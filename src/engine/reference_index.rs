//! Address → project indexes derived from the reference tables.

use crate::domain::{Address, ProjectId, ProjectTable, TrackedCounterparty};
use std::collections::{BTreeSet, HashMap};

/// Lookup tables consumed by the project mapper. Rebuilt on every run.
#[derive(Debug, Clone, Default, PartialEq, Eq)]
pub struct ReferenceIndexes {
    pub account_to_project_ids: HashMap<Address, Vec<ProjectId>>,
    pub issuer_to_project_ids: HashMap<Address, Vec<ProjectId>>,
    pub active_project_ids: BTreeSet<ProjectId>,
}

impl ReferenceIndexes {
    /// Invert the project table and keep only addresses that belong to a
    /// tracked counterparty.
    pub fn build(projects: &ProjectTable, counterparties: &[TrackedCounterparty]) -> Self {
        let mut by_account: HashMap<&Address, Vec<&ProjectId>> = HashMap::new();
        let mut by_issuer: HashMap<&Address, Vec<&ProjectId>> = HashMap::new();
        let mut active_project_ids = BTreeSet::new();

        // ProjectTable iterates in id order, so candidate lists come out sorted.
        for record in projects.iter() {
            active_project_ids.insert(record.project_id.clone());
            if let Some(account) = record.account.as_ref().filter(|a| !a.is_empty()) {
                by_account.entry(account).or_default().push(&record.project_id);
            }
            if let Some(issuer) = record.issuer.as_ref().filter(|a| !a.is_empty()) {
                by_issuer.entry(issuer).or_default().push(&record.project_id);
            }
        }

        let mut account_to_project_ids: HashMap<Address, Vec<ProjectId>> = HashMap::new();
        let mut issuer_to_project_ids: HashMap<Address, Vec<ProjectId>> = HashMap::new();

        for cp in counterparties {
            for account in &cp.accounts {
                if let Some(ids) = by_account.get(account) {
                    merge_unique(account_to_project_ids.entry(account.clone()).or_default(), ids);
                }
            }
            for issuer in &cp.issuers {
                if let Some(ids) = by_issuer.get(issuer) {
                    merge_unique(issuer_to_project_ids.entry(issuer.clone()).or_default(), ids);
                }
            }
        }

        Self {
            account_to_project_ids,
            issuer_to_project_ids,
            active_project_ids,
        }
    }

    pub fn projects_for_account(&self, account: &Address) -> &[ProjectId] {
        self.account_to_project_ids
            .get(account)
            .map(Vec::as_slice)
            .unwrap_or(&[])
    }

    pub fn projects_for_issuer(&self, issuer: &Address) -> &[ProjectId] {
        self.issuer_to_project_ids
            .get(issuer)
            .map(Vec::as_slice)
            .unwrap_or(&[])
    }

    pub fn is_active_project(&self, project_id: &str) -> bool {
        self.active_project_ids
            .contains(&ProjectId::new(project_id))
    }
}

fn merge_unique(target: &mut Vec<ProjectId>, ids: &[&ProjectId]) {
    for id in ids {
        if !target.contains(id) {
            target.push((*id).clone());
        }
    }
}
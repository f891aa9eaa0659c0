//! Horizon REST client.

use super::{LedgerClient, LedgerClientError, PaymentsPage};
use crate::domain::RawPayment;
use async_trait::async_trait;
use backoff::future::retry;
use backoff::ExponentialBackoff;
use reqwest::Client;
use std::time::Duration;
use tracing::{debug, warn};

pub const DEFAULT_HORIZON_URL: &str = "https://horizon.stellar.org";

/// Ledger client backed by a Horizon server.
#[derive(Debug, Clone)]
pub struct HorizonClient {
    client: Client,
    base_url: String,
}

impl HorizonClient {
    pub fn new(base_url: impl Into<String>) -> Self {
        let client = Client::builder()
            .timeout(Duration::from_secs(30))
            .build()
            .unwrap_or_else(|_| Client::new());
        Self {
            client,
            base_url: base_url.into().trim_end_matches('/').to_string(),
        }
    }

    async fn get_json(
        &self,
        url: &str,
        query: &[(&str, String)],
    ) -> Result<serde_json::Value, LedgerClientError> {
        let backoff = ExponentialBackoff {
            max_elapsed_time: Some(Duration::from_secs(30)),
            ..Default::default()
        };

        retry(backoff, || async {
            let response = self
                .client
                .get(url)
                .query(query)
                .send()
                .await
                .map_err(|e| {
                    backoff::Error::transient(LedgerClientError::NetworkError(e.to_string()))
                })?;

            let status = response.status();
            if status == 429 {
                return Err(backoff::Error::transient(LedgerClientError::RateLimited));
            }
            if status.is_server_error() {
                return Err(backoff::Error::transient(LedgerClientError::HttpError {
                    status: status.as_u16(),
                    message: "Server error".to_string(),
                }));
            }
            if !status.is_success() {
                return Err(backoff::Error::permanent(LedgerClientError::HttpError {
                    status: status.as_u16(),
                    message: "Client error".to_string(),
                }));
            }

            response.json::<serde_json::Value>().await.map_err(|e| {
                backoff::Error::permanent(LedgerClientError::ParseError(e.to_string()))
            })
        })
        .await
    }
}

#[async_trait]
impl LedgerClient for HorizonClient {
    async fn fetch_payments_page(
        &self,
        account: &str,
        cursor: Option<&str>,
        limit: u32,
    ) -> Result<PaymentsPage, LedgerClientError> {
        debug!(account, cursor, limit, "Fetching payments page");

        let url = format!("{}/accounts/{}/payments", self.base_url, account);
        let mut query = vec![("order", "asc".to_string()), ("limit", limit.to_string())];
        if let Some(cursor) = cursor.filter(|c| !c.is_empty()) {
            query.push(("cursor", cursor.to_string()));
        }

        let response = self.get_json(&url, &query).await?;
        parse_payments_page(&response, limit)
    }

    async fn fetch_transaction_memo(&self, tx_hash: &str) -> Result<String, LedgerClientError> {
        debug!(tx_hash, "Fetching transaction memo");

        let url = format!("{}/transactions/{}", self.base_url, tx_hash);
        let response = self.get_json(&url, &[]).await?;
        Ok(response
            .get("memo")
            .and_then(|v| v.as_str())
            .unwrap_or("")
            .to_string())
    }
}

/// Parse a `/payments` response. Records that fail to decode are skipped.
fn parse_payments_page(
    response: &serde_json::Value,
    limit: u32,
) -> Result<PaymentsPage, LedgerClientError> {
    let records_json = response
        .pointer("/_embedded/records")
        .and_then(|v| v.as_array())
        .ok_or_else(|| LedgerClientError::ParseError("Missing _embedded.records".to_string()))?;

    let mut records = Vec::with_capacity(records_json.len());
    for record_json in records_json {
        match serde_json::from_value::<RawPayment>(record_json.clone()) {
            Ok(record) => records.push(record),
            Err(e) => warn!("Failed to parse payment record: {}", e),
        }
    }

    // A short page means the end of the history has been reached.
    let next_cursor = if records_json.len() < limit as usize {
        None
    } else {
        records.last().map(|r| r.paging_token.clone())
    };

    Ok(PaymentsPage {
        records,
        next_cursor,
    })
}

#[cfg(test)]
mod tests {
    use super::*;

    fn record(token: &str) -> serde_json::Value {
        serde_json::json!({
            "id": token,
            "paging_token": token,
            "type": "payment",
            "from": "GFROM",
            "to": "GTO",
            "asset_type": "credit_alphanum12",
            "asset_code": "EURMTL",
            "asset_issuer": "GISSUER",
            "amount": "10.0000000",
            "created_at": "2024-03-01T10:00:00Z",
            "transaction_hash": format!("tx{}", token),
        })
    }

    #[test]
    fn test_parse_full_page_has_next_cursor() {
        let body = serde_json::json!({
            "_embedded": { "records": [record("1"), record("2")] },
            "_links": { "next": { "href": "https://horizon/next" } }
        });
        let page = parse_payments_page(&body, 2).unwrap();
        assert_eq!(page.records.len(), 2);
        assert_eq!(page.next_cursor.as_deref(), Some("2"));
    }

    #[test]
    fn test_parse_short_page_ends_history() {
        let body = serde_json::json!({ "_embedded": { "records": [record("7")] } });
        let page = parse_payments_page(&body, 200).unwrap();
        assert_eq!(page.records[0].transaction_hash.as_deref(), Some("tx7"));
        assert_eq!(page.next_cursor, None);
    }

    #[test]
    fn test_malformed_record_is_skipped() {
        let body = serde_json::json!({
            "_embedded": { "records": [record("1"), { "type": "payment" }] }
        });
        let page = parse_payments_page(&body, 200).unwrap();
        assert_eq!(page.records.len(), 1);
    }

    #[test]
    fn test_missing_embedded_is_parse_error() {
        let err = parse_payments_page(&serde_json::json!({ "status": 404 }), 200).unwrap_err();
        assert!(matches!(err, LedgerClientError::ParseError(_)));
    }

    #[test]
    fn test_base_url_trailing_slash_trimmed() {
        let client = HorizonClient::new("https://horizon.example/");
        assert_eq!(client.base_url, "https://horizon.example");
    }
}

□ □ □ □ □ □ □

For each line in the entries that contains the string "counterparties", make a copy.

    pub fn build(projects: &ProjectTable, counterparties: &[TrackedCounterparty]) -> Self {
        for cp in counterparties {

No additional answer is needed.